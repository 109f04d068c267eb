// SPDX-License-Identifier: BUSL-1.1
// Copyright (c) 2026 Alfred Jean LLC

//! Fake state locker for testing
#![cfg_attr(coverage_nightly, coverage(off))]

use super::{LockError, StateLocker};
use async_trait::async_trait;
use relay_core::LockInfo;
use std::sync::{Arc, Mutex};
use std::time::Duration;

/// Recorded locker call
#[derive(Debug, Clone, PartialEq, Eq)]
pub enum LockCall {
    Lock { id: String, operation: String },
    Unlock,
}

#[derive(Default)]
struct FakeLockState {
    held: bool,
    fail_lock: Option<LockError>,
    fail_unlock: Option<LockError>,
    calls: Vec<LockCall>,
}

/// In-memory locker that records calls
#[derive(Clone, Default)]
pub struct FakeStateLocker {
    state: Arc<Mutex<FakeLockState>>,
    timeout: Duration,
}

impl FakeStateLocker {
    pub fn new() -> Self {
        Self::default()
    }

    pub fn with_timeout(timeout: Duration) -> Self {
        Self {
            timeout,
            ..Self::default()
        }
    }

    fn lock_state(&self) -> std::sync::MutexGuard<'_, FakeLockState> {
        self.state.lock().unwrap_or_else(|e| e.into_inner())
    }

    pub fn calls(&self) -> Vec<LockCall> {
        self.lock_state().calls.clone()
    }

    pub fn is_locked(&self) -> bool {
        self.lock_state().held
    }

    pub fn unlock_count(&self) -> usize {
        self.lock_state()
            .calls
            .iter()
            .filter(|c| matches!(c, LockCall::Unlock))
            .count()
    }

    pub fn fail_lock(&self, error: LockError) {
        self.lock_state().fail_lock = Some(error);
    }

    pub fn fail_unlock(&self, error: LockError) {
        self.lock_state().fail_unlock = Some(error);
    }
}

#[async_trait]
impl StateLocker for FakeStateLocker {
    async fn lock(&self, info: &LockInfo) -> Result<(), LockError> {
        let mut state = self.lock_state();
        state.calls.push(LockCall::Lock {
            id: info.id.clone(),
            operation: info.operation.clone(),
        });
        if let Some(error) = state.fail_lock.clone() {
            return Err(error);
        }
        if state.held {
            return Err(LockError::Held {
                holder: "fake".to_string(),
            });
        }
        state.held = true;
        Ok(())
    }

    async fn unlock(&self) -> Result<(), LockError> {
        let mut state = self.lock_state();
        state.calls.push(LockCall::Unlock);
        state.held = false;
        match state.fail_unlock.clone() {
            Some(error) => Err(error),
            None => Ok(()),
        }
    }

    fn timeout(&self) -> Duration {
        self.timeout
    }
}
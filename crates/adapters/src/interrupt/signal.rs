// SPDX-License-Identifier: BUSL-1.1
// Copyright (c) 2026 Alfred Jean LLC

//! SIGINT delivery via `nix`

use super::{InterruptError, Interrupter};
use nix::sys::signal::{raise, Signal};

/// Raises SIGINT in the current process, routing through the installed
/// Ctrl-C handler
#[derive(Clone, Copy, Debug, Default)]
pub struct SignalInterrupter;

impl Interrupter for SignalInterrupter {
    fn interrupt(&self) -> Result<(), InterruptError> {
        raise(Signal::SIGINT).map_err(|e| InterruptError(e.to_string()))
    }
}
---
TASK INSTRUCTIONS
Tell how many lines in the entries above include the word "FakeStateLocker", and respond with the number alone.

ANSWER FOR THIS EXERCISE
3